*Aim of the task*: Up to and including the line that contains "#[command(version)]", repeat each line of the data exactly, starting from the first.

*Record set*:
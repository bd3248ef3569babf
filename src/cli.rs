use clap::{Args, Parser, Subcommand};
use clap_complete::Shell;
use std::path::PathBuf;

#[derive(Parser)]
#[command(name = "burrow")]
#[command(author = "Alberto Cavalcante")]
#[command(version)]
#[command(about = "Converge RabbitMQ queues to a declared manifest", long_about = None)]
#[command(propagate_version = true)]
pub struct Cli {
    /// Verbosity level
    #[arg(short, long, action = clap::ArgAction::Count, global = true)]
    pub verbose: u8,

    /// Suppress non-essential output
    #[arg(short, long, global = true)]
    pub quiet: bool,

    /// Queue manifest (TOML or JSON)
    #[arg(short, long, global = true, env = "BURROW_MANIFEST")]
    pub manifest: Option<PathBuf>,

    #[command(subcommand)]
    pub command: Command,
}

#[derive(Subcommand)]
pub enum Command {
    /// List queues currently on the broker
    List(ListArgs),

    /// Show every declared queue against the broker
    Status(TargetArgs),

    /// Preview the transitions apply would make
    Diff(TargetArgs),

    /// Create and delete queues to match the manifest
    Apply(ApplyArgs),

    /// Generate shell completions
    Completions {
        /// Shell to generate completions for
        #[arg(value_enum)]
        shell: Shell,
    },
}

#[derive(Args)]
pub struct ListArgs {
    /// Only list queues in this vhost
    #[arg(long)]
    pub vhost: Option<String>,
}

#[derive(Args)]
pub struct TargetArgs {
    /// Restrict to queues whose id contains this (e.g. "orders" or "queue:@/prod")
    pub target: Option<String>,
}

#[derive(Args)]
pub struct ApplyArgs {
    /// Restrict to queues whose id contains this
    pub target: Option<String>,

    /// Show what would change without running any admin command
    #[arg(long)]
    pub dry_run: bool,

    /// Skip the confirmation prompt
    #[arg(short, long)]
    pub yes: bool,
}

#[cfg(test)]
mod tests {
    use super::*;
    use clap::CommandFactory;

    #[test]
    fn test_cli_definition() {
        Cli::command().debug_assert();
    }

    #[test]
    fn test_parse_apply() {
        let cli = Cli::parse_from(["burrow", "-vv", "apply", "orders", "--dry-run"]);
        assert_eq!(cli.verbose, 2);
        match cli.command {
            Command::Apply(args) => {
                assert_eq!(args.target.as_deref(), Some("orders"));
                assert!(args.dry_run);
                assert!(!args.yes);
            }
            _ => panic!("expected apply"),
        }
    }
}
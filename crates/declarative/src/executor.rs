//! Execution engine - applies resources one at a time

use crate::context::{ApplyContext, ConfirmCallback, ProgressCallback};
use crate::diff::compute_diffs;
use crate::planner::ExecutionPlan;
use crate::resource::Resource;
use crate::types::{ApplyResult, ExecuteOptions, ExecuteSummary};
use anyhow::Result;

/// Execute a plan with the given options and callbacks
///
/// Resources are applied sequentially in plan order. A resource whose
/// apply fails is recorded as `Failed` and the pass moves on; the caller
/// decides what a non-zero `failed` count means.
pub fn execute<P, C>(
    plan: &mut ExecutionPlan,
    opts: &ExecuteOptions,
    progress: &mut P,
    confirm: &mut C,
) -> Result<ExecuteSummary>
where
    P: ProgressCallback,
    C: ConfirmCallback,
{
    let diffs = compute_diffs(&plan.resources)?;
    let unchanged = plan.resources.len() - diffs.len();

    if diffs.is_empty() {
        return Ok(ExecuteSummary {
            no_change: unchanged,
            ..Default::default()
        });
    }

    if opts.dry_run {
        return Ok(ExecuteSummary {
            skipped: diffs.len(),
            no_change: unchanged,
            ..Default::default()
        });
    }

    if !confirm.confirm(&format!("Apply {} change(s)?", diffs.len()))? {
        return Ok(ExecuteSummary {
            skipped: diffs.len(),
            no_change: unchanged,
            ..Default::default()
        });
    }

    let ctx = ApplyContext::new(false);
    let mut summary = ExecuteSummary::default();

    progress.on_batch_start(diffs.len());
    for resource in &mut plan.resources {
        if !resource.needs_apply()? {
            summary.add_result(&ApplyResult::NoChange);
            continue;
        }

        let id = resource.id();
        progress.on_resource_start(&id, &resource.description());
        let result = apply_resource(resource.as_mut(), &ctx);
        progress.on_resource_complete(&id, &result);
        summary.add_result(&result);
    }
    progress.on_batch_complete();

    Ok(summary)
}

/// Apply a single resource
fn apply_resource(resource: &mut dyn Resource, ctx: &ApplyContext) -> ApplyResult {
    match resource.apply(ctx) {
        Ok(result) => result,
        Err(e) => ApplyResult::Failed {
            error: format!("{e:#}"),
        },
    }
}

/// Simple execution without callbacks
///
/// For basic use cases where you don't need progress or confirmation.
pub fn execute_simple(plan: &mut ExecutionPlan, opts: &ExecuteOptions) -> Result<ExecuteSummary> {
    use crate::context::{AutoConfirm, NoProgress};

    execute(plan, opts, &mut NoProgress, &mut AutoConfirm)
}
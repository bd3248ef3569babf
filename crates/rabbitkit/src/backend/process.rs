//! Invoker that spawns real processes via `std::process::Command`.

use crate::backend::CommandInvoker;
use crate::error::{Error, Result};
use std::process::{Command, Stdio};

/// Invoker that executes real commands with fixed environment overrides.
#[derive(Debug, Clone, Default)]
pub struct ProcessInvoker {
    env: Vec<(String, String)>,
}

impl ProcessInvoker {
    /// Create an invoker with no environment overrides.
    pub fn new() -> Self {
        Self::default()
    }

    /// Add an environment override applied to every invocation.
    pub fn env(mut self, key: impl Into<String>, value: impl Into<String>) -> Self {
        self.env.push((key.into(), value.into()));
        self
    }

    fn command(&self, program: &str) -> Command {
        let mut cmd = Command::new(program);
        cmd.envs(self.env.iter().map(|(k, v)| (k.as_str(), v.as_str())));
        cmd
    }
}

impl CommandInvoker for ProcessInvoker {
    fn run(&self, program: &str, args: &[String]) -> Result<String> {
        log::debug!("running {} {}", program, args.join(" "));

        let output = self
            .command(program)
            .args(args)
            .stdin(Stdio::null())
            .output()
            .map_err(|source| Error::Spawn {
                program: program.to_string(),
                source,
            })?;

        if !output.status.success() {
            return Err(Error::CommandFailed {
                program: program.to_string(),
                args: args.to_vec(),
                status: output.status.to_string(),
                stderr: String::from_utf8_lossy(&output.stderr).trim().to_string(),
            });
        }

        Ok(String::from_utf8_lossy(&output.stdout).to_string())
    }
}

#[cfg(all(test, unix))]
mod tests {
    use super::*;

    #[test]
    fn test_run_captures_stdout() {
        let invoker = ProcessInvoker::new();
        let out = invoker
            .run("sh", &["-c".into(), "printf 'a\\tb'".into()])
            .unwrap();
        assert_eq!(out, "a\tb");
    }

    #[test]
    fn test_env_override_applied() {
        let invoker = ProcessInvoker::new().env("HOME", "/tmp");
        let out = invoker
            .run("sh", &["-c".into(), "printf %s \"$HOME\"".into()])
            .unwrap();
        assert_eq!(out, "/tmp");
    }

    #[test]
    fn test_nonzero_exit_is_error() {
        let invoker = ProcessInvoker::new();
        let err = invoker
            .run("sh", &["-c".into(), "echo boom >&2; exit 3".into()])
            .unwrap_err();
        match err {
            Error::CommandFailed { stderr, program, .. } => {
                assert_eq!(program, "sh");
                assert_eq!(stderr, "boom");
            }
            other => panic!("unexpected error: {other}"),
        }
    }

    #[test]
    fn test_missing_program_is_spawn_error() {
        let invoker = ProcessInvoker::new();
        let err = invoker
            .run("definitely-not-a-real-binary-burrow", &[])
            .unwrap_err();
        assert!(matches!(err, Error::Spawn { .. }));
    }
}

*Response to this task*:
repository bd3248ef3569babf
filename src/cli.rs
use clap::{Args, Parser, Subcommand};
use clap_complete::Shell;
use std::path::PathBuf;

#[derive(Parser)]
#[command(name = "burrow")]
#[command(author = "Alberto Cavalcante")]
#[command(version)]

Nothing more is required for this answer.